** Exercise requirements **
Output every record precisely.

** Data for this exercise **
//! In-memory transport for tests and offline runs.
//!
//! ## Example
//!
//! ```yaml
//! routes:
//!   - method: GET
//!     url: https://api.example.com/users/1
//!     replies:
//!       - error: connection reset
//!       - status: 200
//!         body: { id: 1, name: Ada }
//! ```
//!
//! Replies are served in order; the last one repeats. A reply with `error`
//! fails at the transport level instead of producing a response.

use async_trait::async_trait;
use serde::Deserialize;
use serde_json::{json, Value};
use std::path::Path;
use std::sync::Arc;
use tokio::sync::RwLock;

use crate::config::{load_yaml, read_document, HttpMethod, LoadError};
use crate::domain::{HttpRequest, HttpResponse, HttpTransport, TransportError};

#[derive(Debug, Clone, Deserialize)]
#[serde(untagged)]
pub enum FixtureReply {
    Fail {
        error: String,
    },
    Respond {
        #[serde(default = "default_status")]
        status: u16,
        #[serde(default)]
        body: Option<Value>,
    },
}

fn default_status() -> u16 {
    200
}

impl FixtureReply {
    pub fn json(status: u16, body: Value) -> Self {
        FixtureReply::Respond {
            status,
            body: Some(body),
        }
    }

    pub fn fail(error: impl Into<String>) -> Self {
        FixtureReply::Fail { error: error.into() }
    }
}

#[derive(Debug, Clone, Deserialize)]
pub struct FixtureRoute {
    /// Any method when absent
    #[serde(default)]
    pub method: Option<HttpMethod>,
    /// Matched against the request URL with or without its query string
    pub url: String,
    #[serde(default)]
    pub replies: Vec<FixtureReply>,
}

impl FixtureRoute {
    pub fn new(method: HttpMethod, url: impl Into<String>, replies: Vec<FixtureReply>) -> Self {
        Self {
            method: Some(method),
            url: url.into(),
            replies,
        }
    }

    fn matches(&self, request: &HttpRequest) -> bool {
        if self.method.map_or(false, |m| m != request.method) {
            return false;
        }
        let path = request.url.split('?').next().unwrap_or("");
        self.url == request.url || self.url == path
    }
}

#[derive(Deserialize)]
struct FixtureFile {
    #[serde(default)]
    routes: Vec<FixtureRoute>,
}

struct RouteState {
    route: FixtureRoute,
    hits: usize,
}

#[derive(Clone, Default)]
pub struct FixtureTransport {
    routes: Arc<RwLock<Vec<RouteState>>>,
    requests: Arc<RwLock<Vec<HttpRequest>>>,
}

impl FixtureTransport {
    pub fn new(routes: Vec<FixtureRoute>) -> Self {
        Self {
            routes: Arc::new(RwLock::new(
                routes.into_iter().map(|route| RouteState { route, hits: 0 }).collect(),
            )),
            requests: Arc::new(RwLock::new(Vec::new())),
        }
    }

    pub fn from_yaml(text: &str) -> Result<Self, LoadError> {
        let file: FixtureFile = load_yaml(text)?;
        Ok(Self::new(file.routes))
    }

    pub fn from_path(path: &Path) -> Result<Self, LoadError> {
        Self::from_yaml(&read_document(path)?)
    }

    pub async fn add_route(&self, route: FixtureRoute) {
        let mut routes = self.routes.write().await;
        routes.push(RouteState { route, hits: 0 });
    }

    /// Every request received, in order.
    pub async fn requests(&self) -> Vec<HttpRequest> {
        self.requests.read().await.clone()
    }

    pub async fn request_count(&self) -> usize {
        self.requests.read().await.len()
    }

    pub async fn reset(&self) {
        self.requests.write().await.clear();
        for state in self.routes.write().await.iter_mut() {
            state.hits = 0;
        }
    }
}

#[async_trait]
impl HttpTransport for FixtureTransport {
    async fn send(&self, request: HttpRequest) -> Result<HttpResponse, TransportError> {
        self.requests.write().await.push(request.clone());

        let mut routes = self.routes.write().await;
        let Some(state) = routes.iter_mut().find(|s| s.route.matches(&request)) else {
            tracing::debug!(method = %request.method, url = %request.url, "No fixture route");
            return Ok(HttpResponse {
                status: 404,
                body: Some(json!({
                    "message": format!("No fixture for {} {}", request.method, request.url)
                })),
            });
        };

        let reply = state
            .route
            .replies
            .get(state.hits)
            .or_else(|| state.route.replies.last())
            .cloned();
        state.hits += 1;

        match reply {
            Some(FixtureReply::Fail { error }) => Err(TransportError::Network(error)),
            Some(FixtureReply::Respond { status, body }) => Ok(HttpResponse { status, body }),
            None => Ok(HttpResponse {
                status: 200,
                body: Some(json!({})),
            }),
        }
    }
}

#[cfg(test)]
mod tests {
    use super::*;

    fn request(method: HttpMethod, url: &str) -> HttpRequest {
        HttpRequest {
            method,
            url: url.to_string(),
            headers: Vec::new(),
            body: None,
        }
    }

    #[tokio::test]
    async fn test_replies_in_order_then_repeat_last() {
        let transport = FixtureTransport::from_yaml(
            r#"
routes:
  - method: GET
    url: https://api.test/items
    replies:
      - error: boom
      - status: 201
        body: { ok: true }
"#,
        )
        .unwrap();

        let first = transport.send(request(HttpMethod::Get, "https://api.test/items?page=2")).await;
        assert!(matches!(first, Err(TransportError::Network(msg)) if msg == "boom"));

        for _ in 0..2 {
            let reply = transport.send(request(HttpMethod::Get, "https://api.test/items")).await.unwrap();
            assert_eq!(reply.status, 201);
            assert_eq!(reply.body, Some(json!({ "ok": true })));
        }

        assert_eq!(transport.request_count().await, 3);
        assert_eq!(transport.requests().await[0].url, "https://api.test/items?page=2");
    }

    #[tokio::test]
    async fn test_unmatched_route_is_404() {
        let transport = FixtureTransport::new(vec![FixtureRoute::new(
            HttpMethod::Post,
            "https://api.test/items",
            vec![FixtureReply::json(200, json!({}))],
        )]);

        let reply = transport.send(request(HttpMethod::Get, "https://api.test/items")).await.unwrap();
        assert_eq!(reply.status, 404);
        assert_eq!(
            reply.body.unwrap()["message"],
            json!("No fixture for GET https://api.test/items")
        );
    }
}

** Solution for this exercise **
//! In-memory transport for tests and offline runs.
//!
//! ## Example
//!
//! ```yaml
//! routes:
//!   - method: GET
//!     url: https://api.example.com/users/1
//!     replies:
//!       - error: connection reset
//!       - status: 200
//!         body: { id: 1, name: Ada }
//! ```
//!
//! Replies are served in order; the last one repeats. A reply with `error`
//! fails at the transport level instead of producing a response.

use async_trait::async_trait;
use serde::Deserialize;
use serde_json::{json, Value};
use std::path::Path;
use std::sync::Arc;
use tokio::sync::RwLock;

use crate::config::{load_yaml, read_document, HttpMethod, LoadError};
use crate::domain::{HttpRequest, HttpResponse, HttpTransport, TransportError};

#[derive(Debug, Clone, Deserialize)]
#[serde(untagged)]
pub enum FixtureReply {
    Fail {
        error: String,
    },
    Respond {
        #[serde(default = "default_status")]
        status: u16,
        #[serde(default)]
        body: Option<Value>,
    },
}

fn default_status() -> u16 {
    200
}

impl FixtureReply {
    pub fn json(status: u16, body: Value) -> Self {
        FixtureReply::Respond {
            status,
            body: Some(body),
        }
    }

    pub fn fail(error: impl Into<String>) -> Self {
        FixtureReply::Fail { error: error.into() }
    }
}

#[derive(Debug, Clone, Deserialize)]
pub struct FixtureRoute {
    /// Any method when absent
    #[serde(default)]
    pub method: Option<HttpMethod>,
    /// Matched against the request URL with or without its query string
    pub url: String,
    #[serde(default)]
    pub replies: Vec<FixtureReply>,
}

impl FixtureRoute {
    pub fn new(method: HttpMethod, url: impl Into<String>, replies: Vec<FixtureReply>) -> Self {
        Self {
            method: Some(method),
            url: url.into(),
            replies,
        }
    }

    fn matches(&self, request: &HttpRequest) -> bool {
        if self.method.map_or(false, |m| m != request.method) {
            return false;
        }
        let path = request.url.split('?').next().unwrap_or("");
        self.url == request.url || self.url == path
    }
}

#[derive(Deserialize)]
struct FixtureFile {
    #[serde(default)]
    routes: Vec<FixtureRoute>,
}

struct RouteState {
    route: FixtureRoute,
    hits: usize,
}

#[derive(Clone, Default)]
pub struct FixtureTransport {
    routes: Arc<RwLock<Vec<RouteState>>>,
    requests: Arc<RwLock<Vec<HttpRequest>>>,
}

impl FixtureTransport {
    pub fn new(routes: Vec<FixtureRoute>) -> Self {
        Self {
            routes: Arc::new(RwLock::new(
                routes.into_iter().map(|route| RouteState { route, hits: 0 }).collect(),
            )),
            requests: Arc::new(RwLock::new(Vec::new())),
        }
    }

    pub fn from_yaml(text: &str) -> Result<Self, LoadError> {
        let file: FixtureFile = load_yaml(text)?;
        Ok(Self::new(file.routes))
    }

    pub fn from_path(path: &Path) -> Result<Self, LoadError> {
        Self::from_yaml(&read_document(path)?)
    }

    pub async fn add_route(&self, route: FixtureRoute) {
        let mut routes = self.routes.write().await;
        routes.push(RouteState { route, hits: 0 });
    }

    /// Every request received, in order.
    pub async fn requests(&self) -> Vec<HttpRequest> {
        self.requests.read().await.clone()
    }

    pub async fn request_count(&self) -> usize {
        self.requests.read().await.len()
    }

    pub async fn reset(&self) {
        self.requests.write().await.clear();
        for state in self.routes.write().await.iter_mut() {
            state.hits = 0;
        }
    }
}

#[async_trait]
impl HttpTransport for FixtureTransport {
    async fn send(&self, request: HttpRequest) -> Result<HttpResponse, TransportError> {
        self.requests.write().await.push(request.clone());

        let mut routes = self.routes.write().await;
        let Some(state) = routes.iter_mut().find(|s| s.route.matches(&request)) else {
            tracing::debug!(method = %request.method, url = %request.url, "No fixture route");
            return Ok(HttpResponse {
                status: 404,
                body: Some(json!({
                    "message": format!("No fixture for {} {}", request.method, request.url)
                })),
            });
        };

        let reply = state
            .route
            .replies
            .get(state.hits)
            .or_else(|| state.route.replies.last())
            .cloned();
        state.hits += 1;

        match reply {
            Some(FixtureReply::Fail { error }) => Err(TransportError::Network(error)),
            Some(FixtureReply::Respond { status, body }) => Ok(HttpResponse { status, body }),
            None => Ok(HttpResponse {
                status: 200,
                body: Some(json!({})),
            }),
        }
    }
}

#[cfg(test)]
mod tests {
    use super::*;

    fn request(method: HttpMethod, url: &str) -> HttpRequest {
        HttpRequest {
            method,
            url: url.to_string(),
            headers: Vec::new(),
            body: None,
        }
    }

    #[tokio::test]
    async fn test_replies_in_order_then_repeat_last() {
        let transport = FixtureTransport::from_yaml(
            r#"
routes:
  - method: GET
    url: https://api.test/items
    replies:
      - error: boom
      - status: 201
        body: { ok: true }
"#,
        )
        .unwrap();

        let first = transport.send(request(HttpMethod::Get, "https://api.test/items?page=2")).await;
        assert!(matches!(first, Err(TransportError::Network(msg)) if msg == "boom"));

        for _ in 0..2 {
            let reply = transport.send(request(HttpMethod::Get, "https://api.test/items")).await.unwrap();
            assert_eq!(reply.status, 201);
            assert_eq!(reply.body, Some(json!({ "ok": true })));
        }

        assert_eq!(transport.request_count().await, 3);
        assert_eq!(transport.requests().await[0].url, "https://api.test/items?page=2");
    }

    #[tokio::test]
    async fn test_unmatched_route_is_404() {
        let transport = FixtureTransport::new(vec![FixtureRoute::new(
            HttpMethod::Post,
            "https://api.test/items",
            vec![FixtureReply::json(200, json!({}))],
        )]);

        let reply = transport.send(request(HttpMethod::Get, "https://api.test/items")).await.unwrap();
        assert_eq!(reply.status, 404);
        assert_eq!(
            reply.body.unwrap()["message"],
            json!("No fixture for GET https://api.test/items")
        );
    }
}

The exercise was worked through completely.